[Data items]
──────

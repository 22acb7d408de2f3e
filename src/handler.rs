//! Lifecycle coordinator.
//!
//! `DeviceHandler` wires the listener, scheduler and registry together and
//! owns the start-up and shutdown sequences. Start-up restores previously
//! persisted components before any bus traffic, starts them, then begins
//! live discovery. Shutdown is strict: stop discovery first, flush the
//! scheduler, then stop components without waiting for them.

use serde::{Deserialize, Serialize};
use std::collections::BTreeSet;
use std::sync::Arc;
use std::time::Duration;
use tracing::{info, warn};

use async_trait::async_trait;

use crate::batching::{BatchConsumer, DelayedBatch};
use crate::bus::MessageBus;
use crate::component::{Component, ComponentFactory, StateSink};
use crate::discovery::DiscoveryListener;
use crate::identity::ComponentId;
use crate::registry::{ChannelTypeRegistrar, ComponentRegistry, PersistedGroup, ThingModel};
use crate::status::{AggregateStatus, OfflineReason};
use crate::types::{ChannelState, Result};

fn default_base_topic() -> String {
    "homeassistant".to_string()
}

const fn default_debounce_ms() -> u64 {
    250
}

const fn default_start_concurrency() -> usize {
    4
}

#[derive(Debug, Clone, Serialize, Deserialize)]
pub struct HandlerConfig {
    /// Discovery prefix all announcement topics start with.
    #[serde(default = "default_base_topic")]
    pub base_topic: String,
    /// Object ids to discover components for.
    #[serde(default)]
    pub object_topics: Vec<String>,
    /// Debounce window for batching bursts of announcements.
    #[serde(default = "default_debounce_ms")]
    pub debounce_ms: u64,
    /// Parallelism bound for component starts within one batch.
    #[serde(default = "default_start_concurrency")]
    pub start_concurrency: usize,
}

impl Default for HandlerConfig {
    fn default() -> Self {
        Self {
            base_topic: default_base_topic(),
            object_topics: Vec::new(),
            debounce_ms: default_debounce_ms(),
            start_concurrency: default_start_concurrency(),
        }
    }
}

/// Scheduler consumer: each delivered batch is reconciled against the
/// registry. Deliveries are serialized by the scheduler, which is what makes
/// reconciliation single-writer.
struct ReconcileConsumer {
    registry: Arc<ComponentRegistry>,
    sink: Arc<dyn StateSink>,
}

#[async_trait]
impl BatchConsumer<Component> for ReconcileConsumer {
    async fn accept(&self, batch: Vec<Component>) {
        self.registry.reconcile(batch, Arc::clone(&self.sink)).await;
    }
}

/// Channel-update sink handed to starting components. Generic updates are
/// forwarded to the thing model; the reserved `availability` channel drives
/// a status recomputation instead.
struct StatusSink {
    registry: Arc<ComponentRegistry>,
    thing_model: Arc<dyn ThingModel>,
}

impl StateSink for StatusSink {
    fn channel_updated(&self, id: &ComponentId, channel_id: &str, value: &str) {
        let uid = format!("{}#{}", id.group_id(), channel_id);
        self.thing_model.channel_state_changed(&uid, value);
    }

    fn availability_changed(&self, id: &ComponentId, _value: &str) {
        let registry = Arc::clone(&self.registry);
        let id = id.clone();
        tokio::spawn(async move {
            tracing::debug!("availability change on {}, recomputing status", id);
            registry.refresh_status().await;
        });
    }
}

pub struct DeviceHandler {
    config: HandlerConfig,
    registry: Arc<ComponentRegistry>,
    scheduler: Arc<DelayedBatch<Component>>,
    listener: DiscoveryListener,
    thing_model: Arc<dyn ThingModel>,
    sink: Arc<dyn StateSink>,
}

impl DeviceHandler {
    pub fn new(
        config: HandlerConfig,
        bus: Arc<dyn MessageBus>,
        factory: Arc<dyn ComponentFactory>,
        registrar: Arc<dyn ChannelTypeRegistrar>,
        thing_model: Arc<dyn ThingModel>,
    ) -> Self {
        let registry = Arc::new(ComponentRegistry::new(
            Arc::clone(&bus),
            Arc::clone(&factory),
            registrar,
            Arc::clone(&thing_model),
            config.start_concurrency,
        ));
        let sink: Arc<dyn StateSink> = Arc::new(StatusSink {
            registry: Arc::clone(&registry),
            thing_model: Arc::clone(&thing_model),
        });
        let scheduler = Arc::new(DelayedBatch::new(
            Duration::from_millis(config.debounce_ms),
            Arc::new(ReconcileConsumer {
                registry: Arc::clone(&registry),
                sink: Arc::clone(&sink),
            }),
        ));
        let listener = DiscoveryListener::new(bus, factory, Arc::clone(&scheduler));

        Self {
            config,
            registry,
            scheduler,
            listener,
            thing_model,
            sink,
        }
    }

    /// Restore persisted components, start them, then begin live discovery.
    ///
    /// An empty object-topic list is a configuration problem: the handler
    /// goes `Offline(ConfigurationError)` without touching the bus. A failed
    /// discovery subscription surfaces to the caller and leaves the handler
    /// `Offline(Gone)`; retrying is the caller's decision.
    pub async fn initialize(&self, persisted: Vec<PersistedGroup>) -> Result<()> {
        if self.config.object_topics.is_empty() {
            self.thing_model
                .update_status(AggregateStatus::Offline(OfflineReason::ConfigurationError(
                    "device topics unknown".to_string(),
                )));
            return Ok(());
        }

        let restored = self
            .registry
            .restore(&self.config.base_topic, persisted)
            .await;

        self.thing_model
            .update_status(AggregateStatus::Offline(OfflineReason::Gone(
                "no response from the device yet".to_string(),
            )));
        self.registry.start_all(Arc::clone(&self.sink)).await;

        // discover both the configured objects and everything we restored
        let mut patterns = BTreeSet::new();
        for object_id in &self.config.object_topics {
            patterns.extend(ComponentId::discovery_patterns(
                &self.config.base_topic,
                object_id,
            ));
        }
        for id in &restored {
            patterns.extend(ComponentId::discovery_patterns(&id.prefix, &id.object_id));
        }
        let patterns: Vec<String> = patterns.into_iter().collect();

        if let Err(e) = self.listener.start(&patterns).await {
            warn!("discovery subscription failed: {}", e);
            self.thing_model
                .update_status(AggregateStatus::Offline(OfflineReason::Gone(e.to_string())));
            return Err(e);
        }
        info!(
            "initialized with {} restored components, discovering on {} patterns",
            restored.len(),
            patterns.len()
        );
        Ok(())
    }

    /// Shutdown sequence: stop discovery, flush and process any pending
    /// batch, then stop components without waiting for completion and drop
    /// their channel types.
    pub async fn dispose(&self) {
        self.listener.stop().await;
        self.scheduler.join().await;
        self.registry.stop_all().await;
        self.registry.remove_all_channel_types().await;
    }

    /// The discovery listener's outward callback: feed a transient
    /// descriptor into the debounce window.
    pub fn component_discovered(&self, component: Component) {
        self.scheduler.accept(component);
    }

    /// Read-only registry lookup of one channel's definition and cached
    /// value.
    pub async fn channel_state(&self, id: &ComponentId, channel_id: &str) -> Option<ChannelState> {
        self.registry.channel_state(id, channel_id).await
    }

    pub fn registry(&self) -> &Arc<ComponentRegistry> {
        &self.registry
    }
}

──────

#### [YOUR GOAL]
From the entries, copy every line in which the string "AggregateStatus" can be found.

#### [SOLUTION FOR THIS PROBLEM]
use crate::status::{AggregateStatus, OfflineReason};
                .update_status(AggregateStatus::Offline(OfflineReason::ConfigurationError(
            .update_status(AggregateStatus::Offline(OfflineReason::Gone(
                .update_status(AggregateStatus::Offline(OfflineReason::Gone(e.to_string())));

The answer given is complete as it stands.